Delépine et Kervern n’en donnent pas moins une attention toute particulière aux détails, dont la présence dans le plan n’est pas forcément soulignée mais qui a toujours son mot à dire : le slogan de campagne de Bequet, «Faire la France grande à nouveau», traduction littérale de la devise de Donald Trump; les prix de l’essence qui augmentent en temps réel et à vitesse grand V, clin d’œil aux Gilets jaunes mais qui a pris un tout autre sens depuis l’invasion russe de l’Ukraine… Dans ce monde complètement déréglé, Jonathan Cohen et Vincent Macaigne – issus eux aussi, comme leurs personnages, de deux écoles d’humour complètement différentes – livrent deux performances parfaitement caricaturales et à pleurer de rire.

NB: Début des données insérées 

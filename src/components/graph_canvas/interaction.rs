//! Pointer input: hit-testing, selection, panning and zoom.
//!
//! [`CanvasInput`] turns raw pointer events into viewport changes and
//! [`CanvasAction`]s. It never touches the DOM, so the component only has
//! to translate `web_sys` events into calls here and act on the result.

use uuid::Uuid;

use super::viewport::{Viewport, ZoomDirection};
use crate::config::{CanvasConfig, WheelModifier};
use crate::graph::Graph;

/// What the canvas asks of its owner after an input event.
#[derive(Clone, Debug, PartialEq)]
pub enum CanvasAction {
	None,
	Redraw,
	/// Open the preview for a vertex.
	Preview(Uuid),
	/// Author a new vertex at graph coordinates.
	CreateVertex { x: f64, y: f64 },
}

/// Mouse button of a pointer event, independent of the DOM numbering.
#[derive(Clone, Copy, Debug, PartialEq, Eq)]
pub enum PointerButton {
	Primary,
	Middle,
	Secondary,
	Other,
}

impl PointerButton {
	/// Maps `MouseEvent.button`.
	pub fn from_dom(button: i16) -> Self {
		match button {
			0 => PointerButton::Primary,
			1 => PointerButton::Middle,
			2 => PointerButton::Secondary,
			_ => PointerButton::Other,
		}
	}
}

/// At most one selected vertex.
#[derive(Clone, Copy, Debug, Default, PartialEq, Eq)]
pub struct Selection(Option<Uuid>);

impl Selection {
	/// The selected vertex, if any.
	pub fn current(&self) -> Option<Uuid> {
		self.0
	}

	/// Whether `uuid` is the selected vertex.
	pub fn is_selected(&self, uuid: &Uuid) -> bool {
		self.0.as_ref() == Some(uuid)
	}

	/// Selects `uuid`, replacing any previous selection.
	pub fn select(&mut self, uuid: Uuid) {
		self.0 = Some(uuid);
	}

	/// Deselects.
	pub fn clear(&mut self) {
		self.0 = None;
	}

	/// Drops the selection if its vertex is no longer in `graph`.
	pub fn retain_in(&mut self, graph: Option<&Graph>) {
		let stale = self
			.0
			.is_some_and(|uuid| graph.and_then(|g| g.vertex(&uuid)).is_none());
		if stale {
			self.0 = None;
		}
	}
}

/// First vertex whose icon circle contains graph point `(gx, gy)`.
pub fn hit_test(graph: &Graph, gx: f64, gy: f64) -> Option<Uuid> {
	graph
		.vertices()
		.iter()
		.find(|v| {
			let size = graph.style_of(v).size;
			let (dx, dy) = (gx - v.canvas.x, gy - v.canvas.y);
			dx * dx + dy * dy < size * size
		})
		.map(|v| v.uuid)
}

/// Viewport and selection state driven by pointer and wheel events.
///
/// Handlers take canvas pixel coordinates and return the [`CanvasAction`]
/// the owner should carry out. Nothing here touches the DOM.
#[derive(Clone, Debug)]
pub struct CanvasInput {
	pub viewport: Viewport,
	pub selection: Selection,
	wheel_modifier: WheelModifier,
}

impl CanvasInput {
	/// Fresh state for a `width` x `height` canvas with nothing selected.
	pub fn new(width: f64, height: f64, config: &CanvasConfig) -> Self {
		Self {
			viewport: Viewport::new(width, height, config),
			selection: Selection::default(),
			wheel_modifier: config.wheel_zoom_modifier,
		}
	}

	/// Primary selects the vertex under the pointer or clears the
	/// selection. Middle starts a pan.
	pub fn pointer_down(
		&mut self,
		graph: Option<&Graph>,
		button: PointerButton,
		px: f64,
		py: f64,
	) -> CanvasAction {
		match button {
			PointerButton::Primary => {
				let p = self.viewport.to_graph_coords(px, py);
				match graph.and_then(|g| hit_test(g, p.x, p.y)) {
					Some(uuid) => self.selection.select(uuid),
					None => self.selection.clear(),
				}
				CanvasAction::Redraw
			}
			PointerButton::Middle => {
				self.viewport.begin_pan(px, py);
				CanvasAction::None
			}
			_ => CanvasAction::None,
		}
	}

	/// Releasing the middle button ends the pan.
	pub fn pointer_up(&mut self, button: PointerButton) -> CanvasAction {
		if button == PointerButton::Middle {
			self.viewport.end_pan();
		}
		CanvasAction::None
	}

	/// Continues a pan; redraws only when the view moved.
	pub fn pointer_move(&mut self, px: f64, py: f64) -> CanvasAction {
		if self.viewport.pan_to(px, py) {
			CanvasAction::Redraw
		} else {
			CanvasAction::None
		}
	}

	/// Leaving the canvas ends any pan, since the release is never seen.
	pub fn pointer_leave(&mut self) {
		self.viewport.end_pan();
	}

	/// Previews the vertex under the pointer, or asks for a new vertex
	/// there when nothing is hit.
	pub fn double_click(&mut self, graph: Option<&Graph>, px: f64, py: f64) -> CanvasAction {
		let Some(graph) = graph else {
			return CanvasAction::None;
		};
		let p = self.viewport.to_graph_coords(px, py);
		match hit_test(graph, p.x, p.y) {
			Some(uuid) => CanvasAction::Preview(uuid),
			None => CanvasAction::CreateVertex {
				x: p.x.round(),
				y: p.y.round(),
			},
		}
	}

	/// Zooms around the pointer. Returns [`CanvasAction::None`] when the
	/// configured modifier is not held, so the page may scroll instead.
	pub fn wheel(&mut self, px: f64, py: f64, delta_y: f64, ctrl: bool) -> CanvasAction {
		if self.wheel_modifier == WheelModifier::Ctrl && !ctrl {
			return CanvasAction::None;
		}
		if delta_y == 0.0 {
			return CanvasAction::None;
		}
		self.viewport
			.zoom_at(px, py, ZoomDirection::from_wheel_delta(delta_y));
		CanvasAction::Redraw
	}
}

En même temps, pendant intentionnellement balourd de la fable punk Le Grand Soir (2012), se dirige brillamment vers une morale véritablement utile et engagée, mettant en exergue deux réalités, celle de l’urgence écologique et celle d’un combat féministe, auxquelles les bonnes personnes n’ont toujours pas pris part. Peut-être qu’avec cette double prise de conscience, nos deux élus sauront s’extirper du piège à cons politique dans lequel ils se sont fourrés et le refermer sur d’autres. Force est de constater qu’en France, en cette période électorale, tout le monde en est encore prisonnier.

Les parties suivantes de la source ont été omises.